Jakarta, 25 September 2025 – PT Adhi Karya (Persero) Tbk (ADHI) dalam rangka memperkuat tata kelola perusahaan, menyelenggarakan Sharing Session MR Time; Management Risk Transformation, Integration, Monitoring & Evaluation pada Selasa (16/09) di Kantor Operasional ADHI, ADHI Tower untuk mendorong pengembangan budaya risiko yang proaktif dan berkelanjutan. Acara ini secara khusus menghadirkan Dody Usogo Hargo Komisaris Utama ADHI Karya, Entus Asnawi Mukhson Direktur Utama ADHI Karya, Ki Syahgolang Permata Direktur Human Capital dan Legal ADHI Karya, dan Wahyuni Sutantri General Manager Human Capital sebagai pemateri utama. Acara MR Time ini akan menjadi tonggak penting dalam perjalanan ADHI Karya menuju tata kelola risiko yang lebih matang, terintegrasi, dan berorientasi masa depan.
Sharing Session ini dirancang sebagai forum berbagi pengetahuan dan pengalaman dari para pimpinan ADHI Karya kepada Unit Kerja. Dengan pendekatan berbasis studi kasus nyata dan tantangan industri konstruksi, para pemateri memberikan wawasan langsung mengenai bagaimana risiko dapat dikelola secara efektif untuk mendukung keberlanjutan bisnis. Diskusi interaktif antara pemateri dan peserta sharing session juga menjadi ruang kolaboratif untuk menyelaraskan pemahaman risiko di seluruh lini organisasi.
Acara ini juga menjadi bagian dari roadmap transformasi manajemen risiko ADHI Karya. Setelah menyusun kerangka kerja berbasis ISO 31000, ADHI Karya kini memperkuat internalisasi budaya risiko melalui pelibatan aktif pimpinan perusahaan sebagai agen perubahan.

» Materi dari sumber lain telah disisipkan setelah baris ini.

#[cfg(test)]
mod tests {
    use super::*;
    use crate::consts::NUM_PARTICLES;
    use crate::style::ColorTheme;
    use glam::Vec2;
    use std::cell::Cell;

    // 2023-11-14 22:13:20
    const NIGHT: i64 = 1_700_000_000_000;

    struct Badge {
        ambient: bool,
        color: Color,
        draws: Cell<u32>,
        highlights: Cell<u32>,
    }

    impl Badge {
        fn new(ambient: bool, color: Color) -> Self {
            Self {
                ambient,
                color,
                draws: Cell::new(0),
                highlights: Cell::new(0),
            }
        }
    }

    impl Widget for Badge {
        fn is_enabled(&self, mode: PowerMode) -> bool {
            mode == PowerMode::Interactive || self.ambient
        }

        fn draw(&self, canvas: &mut Canvas, _timestamp_ms: i64, _mode: PowerMode) {
            self.draws.set(self.draws.get() + 1);
            canvas.fill_rect(0, 0, 4, 4, self.color);
        }

        fn draw_highlight(&self, canvas: &mut Canvas, _timestamp_ms: i64) {
            self.highlights.set(self.highlights.get() + 1);
            canvas.fill_rect(0, 0, 2, 2, Color::WHITE);
        }
    }

    fn face(scene: SceneKind) -> WatchFace {
        WatchFace::with_seed(Settings::new(scene, ColorTheme::Mint), 42)
    }

    #[test]
    fn test_end_to_end_scene_switching() {
        let face = face(SceneKind::Static);
        let bounds = Bounds::from_size(200.0, 200.0);
        face.resize(bounds).unwrap();

        face.on_style_changed(Settings::new(SceneKind::FluidMotion, ColorTheme::Mint))
            .unwrap();
        face.with_scene(|s| {
            assert_eq!(s.particles().len(), NUM_PARTICLES);
            for p in s.particles() {
                assert!(p.pos.x >= -p.radius && p.pos.x <= 200.0 + p.radius);
                assert!(p.pos.y >= -p.radius && p.pos.y <= 200.0 + p.radius);
            }
        });

        face.on_style_changed(Settings::new(SceneKind::ZenGarden, ColorTheme::Mint))
            .unwrap();
        face.with_scene(|s| {
            assert!(s.particles().is_empty());
            assert_eq!(s.ball().unwrap().pos, Vec2::new(100.0, 100.0));

            let trail = s.trail().unwrap();
            assert_eq!((trail.width(), trail.height()), (200, 200));
            let pixels = trail.canvas().pixels();
            assert!(pixels.iter().any(|&p| p == palette::SAND));
            assert!(pixels.iter().any(|&p| p != palette::SAND));
        });
    }

    #[test]
    fn test_first_animated_frame_has_no_delta() {
        let face = face(SceneKind::ZenGarden);
        let mut canvas = Canvas::new(120, 120, Color::BLACK);

        face.render(&mut canvas, NIGHT, false, &[]);
        let start = face.with_scene(|s| s.ball().unwrap().pos);
        assert_eq!(start, Vec2::new(60.0, 60.0));

        face.render(&mut canvas, NIGHT + 16, false, &[]);
        let moved = face.with_scene(|s| s.ball().unwrap().pos);
        assert_ne!(moved, start);
    }

    #[test]
    fn test_static_resets_frame_timer() {
        let face = face(SceneKind::FluidMotion);
        let mut canvas = Canvas::new(100, 100, Color::BLACK);
        face.render(&mut canvas, NIGHT, false, &[]);

        face.on_style_changed(Settings::new(SceneKind::Static, ColorTheme::Mint))
            .unwrap();
        face.render(&mut canvas, NIGHT + 16, false, &[]);

        // An hour later the particles come back with a zero delta
        face.on_style_changed(Settings::new(SceneKind::FluidMotion, ColorTheme::Mint))
            .unwrap();
        face.resize(Bounds::from_size(100.0, 100.0)).unwrap();
        let fresh = face.with_scene(|s| s.particles().to_vec());
        face.render(&mut canvas, NIGHT + 3_600_000, false, &[]);
        face.with_scene(|s| assert_eq!(s.particles(), &fresh[..]));
    }

    #[test]
    fn test_large_gaps_are_clamped() {
        let face = face(SceneKind::ZenGarden);
        let mut canvas = Canvas::new(300, 300, Color::BLACK);
        face.render(&mut canvas, NIGHT, false, &[]);
        let (start, vel) = face.with_scene(|s| {
            let b = s.ball().unwrap();
            (b.pos, b.vel)
        });

        face.render(&mut canvas, NIGHT + 60_000, false, &[]);
        let end = face.with_scene(|s| s.ball().unwrap().pos);
        let max_step =
            vel.length() * crate::consts::SPEED_SCALE * MAX_FRAME_DELTA_MS as f32 / 1000.0;
        assert!((end - start).length() <= max_step + 1e-3);
    }

    #[test]
    fn test_ambient_freezes_and_hides_ball() {
        let face = face(SceneKind::ZenGarden);
        let mut canvas = Canvas::new(120, 120, Color::BLACK);
        face.render(&mut canvas, NIGHT, true, &[]);
        face.render(&mut canvas, NIGHT + 16, true, &[]);

        let ball = face.with_scene(|s| s.ball().unwrap().clone());
        assert_eq!(ball.pos, Vec2::new(60.0, 60.0));
        // Inside the body, clear of the highlight
        let (x, y) = (62, 62);
        assert_ne!(canvas.pixel(x, y), Some(palette::BALL_BODY));

        // Back to interactive: the timer restarts at zero, so the ball is
        // drawn where it stopped
        face.render(&mut canvas, NIGHT + 32, false, &[]);
        assert_eq!(face.with_scene(|s| s.ball().unwrap().pos), ball.pos);
        assert_eq!(canvas.pixel(x, y), Some(palette::BALL_BODY));
    }

    #[test]
    fn test_time_text_uses_accent() {
        let face = face(SceneKind::Static);
        let mut canvas = Canvas::new(200, 200, Color::BLACK);
        face.render(&mut canvas, NIGHT, false, &[]);

        let pixels = canvas.pixels();
        assert!(pixels.iter().any(|&p| p == palette::MINT));
        assert!(pixels.iter().any(|&p| p == palette::DATE_NEUTRAL));
        // Corners untouched by text
        assert_eq!(canvas.pixel(0, 0), Some(palette::STATIC_BACKGROUND));
    }

    #[test]
    fn test_dynamic_theme_follows_hour() {
        let face = WatchFace::with_seed(Settings::new(SceneKind::Static, ColorTheme::Dynamic), 1);
        let mut canvas = Canvas::new(200, 200, Color::BLACK);
        // 2023-11-14 08:00:00
        let morning = 1_699_948_800_000;
        face.render(&mut canvas, morning, false, &[]);
        assert!(canvas.pixels().iter().any(|&p| p == palette::SKY_BLUE));
    }

    #[test]
    fn test_widgets_follow_power_mode() {
        let face = face(SceneKind::Static);
        let always = Badge::new(true, Color::rgb(1, 2, 3));
        let interactive_only = Badge::new(false, Color::rgb(4, 5, 6));
        let widgets: [&dyn Widget; 2] = [&always, &interactive_only];
        let mut canvas = Canvas::new(100, 100, Color::BLACK);

        face.render(&mut canvas, NIGHT, false, &widgets);
        assert_eq!((always.draws.get(), interactive_only.draws.get()), (1, 1));
        // Drawn last, on top of the background
        assert_eq!(canvas.pixel(0, 0), Some(Color::rgb(4, 5, 6)));

        face.render(&mut canvas, NIGHT, true, &widgets);
        assert_eq!((always.draws.get(), interactive_only.draws.get()), (2, 1));
    }

    #[test]
    fn test_highlight_pass_draws_only_highlights() {
        let face = face(SceneKind::FluidMotion);
        let badge = Badge::new(true, Color::rgb(1, 2, 3));
        let mut canvas = Canvas::new(50, 50, Color::BLACK);

        face.render_highlight(&mut canvas, NIGHT, &[&badge]);
        assert_eq!(badge.highlights.get(), 1);
        assert_eq!(badge.draws.get(), 0);
        assert_eq!(canvas.pixel(0, 0), Some(Color::WHITE));
        assert_eq!(canvas.pixel(30, 30), Some(Color::BLACK));
    }

    #[test]
    fn test_tap_routing() {
        let face = face(SceneKind::FluidMotion);
        face.resize(Bounds::from_size(100.0, 100.0)).unwrap();
        assert!(!face.is_touch_scene_active());
        assert_eq!(face.on_tap(50.0, 50.0), 0);

        face.on_style_changed(Settings::new(SceneKind::FluidTouch, ColorTheme::Mint))
            .unwrap();
        assert!(face.is_touch_scene_active());

        face.set_low_power(true);
        assert_eq!(face.on_tap(50.0, 50.0), 0);
        face.set_low_power(false);
        assert!(face.on_tap(50.0, 50.0) > 0);
    }

    #[test]
    fn test_render_picks_up_new_canvas_size() {
        let face = face(SceneKind::ZenGarden);
        let mut canvas = Canvas::new(80, 60, Color::BLACK);
        face.render(&mut canvas, NIGHT, false, &[]);
        face.with_scene(|s| {
            let trail = s.trail().unwrap();
            assert_eq!((trail.width(), trail.height()), (80, 60));
        });
    }

    #[test]
    fn test_render_keeps_offset_bounds() {
        let face = face(SceneKind::ZenGarden);
        let offset = Bounds::new(10.0, 40.0, 170.0, 200.0);
        face.resize(offset).unwrap();
        let mut canvas = Canvas::new(200, 200, Color::BLACK);

        face.render(&mut canvas, NIGHT, false, &[]);
        face.with_scene(|s| {
            assert_eq!(s.bounds(), offset);
            assert_eq!(s.ball().unwrap().pos, Vec2::new(90.0, 120.0));
            let trail = s.trail().unwrap();
            assert_eq!((trail.width(), trail.height()), (160, 160));
        });
    }

    #[test]
    fn test_render_does_not_rebuild_fitting_pool() {
        let face = face(SceneKind::FluidMotion);
        face.resize(Bounds::new(20.0, 20.0, 180.0, 180.0)).unwrap();
        let pool = face.with_scene(|s| s.particles().to_vec());

        // First frame advances by zero, so an untouched pool compares equal
        let mut canvas = Canvas::new(200, 200, Color::BLACK);
        face.render(&mut canvas, NIGHT, false, &[]);
        face.with_scene(|s| assert_eq!(s.particles(), &pool[..]));
    }

    #[test]
    fn test_canvas_smaller_than_bounds_forces_resize() {
        let face = face(SceneKind::ZenGarden);
        face.resize(Bounds::from_size(200.0, 200.0)).unwrap();
        let mut canvas = Canvas::new(100, 100, Color::BLACK);

        face.render(&mut canvas, NIGHT, false, &[]);
        face.with_scene(|s| assert_eq!(s.bounds(), Bounds::from_size(100.0, 100.0)));
    }

    #[test]
    fn test_zero_sized_canvas_is_harmless() {
        let face = face(SceneKind::FluidTouch);
        let mut canvas = Canvas::new(0, 0, Color::BLACK);
        face.render(&mut canvas, NIGHT, false, &[]);
        face.with_scene(|s| assert!(s.particles().is_empty()));
    }

    #[test]
    fn test_style_changes_on_another_thread_never_mix_resources() {
        let face = face(SceneKind::FluidTouch);
        face.resize(Bounds::from_size(120.0, 120.0)).unwrap();
        let mut canvas = Canvas::new(120, 120, Color::BLACK);

        std::thread::scope(|scope| {
            scope.spawn(|| {
                for i in 0..200 {
                    let scene = if i % 2 == 0 {
                        SceneKind::ZenGarden
                    } else {
                        SceneKind::FluidTouch
                    };
                    face.on_style_changed(Settings::new(scene, ColorTheme::Mint))
                        .unwrap();
                }
            });

            for frame in 0..200i64 {
                face.render(&mut canvas, NIGHT + frame * 16, false, &[]);
                face.with_scene(|s| match s.kind() {
                    SceneKind::ZenGarden => {
                        assert!(s.particles().is_empty());
                        assert!(s.ball().is_some() && s.trail().is_some());
                    }
                    SceneKind::FluidTouch => {
                        assert_eq!(s.particles().len(), NUM_PARTICLES);
                        assert!(s.ball().is_none() && s.trail().is_none());
                    }
                    other => panic!("unexpected scene {other:?}"),
                });
            }
        });
    }

    #[test]
    fn test_face_is_shareable_across_threads() {
        fn assert_sync<T: Send + Sync>() {}
        assert_sync::<WatchFace>();
    }
}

Sharing Session ini juga menjadi sarana untuk menyampaikan arah kebijakan risiko perusahaan secara langsung dari para pengambil keputusan tertinggi di Unit Kerja. Dengan demikian, setiap unit kerja dapat memahami konteks strategis dari pengelolaan risiko dan menerapkannya secara konsisten dalam operasional sehari-hari.
Sebagai tindak lanjut dari sharing session ini, ADHI Karya akan mengintegrasikan prinsip-prinsip yang disampaikan ke dalam sistem manajemen risiko digital berbasis platform ERISKA. Sistem ini mendukung pelaporan risiko secara real-time, pengelolaan eviden, serta notifikasi dini terhadap potensi risiko. Dengan pendekatan ini, ADHI Karya menargetkan perubahan paradigma dari pengelolaan risiko yang bersifat reaktif menjadi proaktif.
Risiko dipandang sebagai bagian dari proses bisnis yang harus dikelola secara sistematis dan berkelanjutan. Peran aktif Direksi dan Komisaris sebagai pemateri dalam MR Time menjadi simbol kuat bahwa budaya risiko dimulai dari kepemimpinan tertinggi dan menjadi bagian dari DNA organisasi. Langkah ini menegaskan komitmen ADHI Karya dalam membangun organisasi yang tangguh, adaptif, dan siap menghadapi dinamika bisnis global.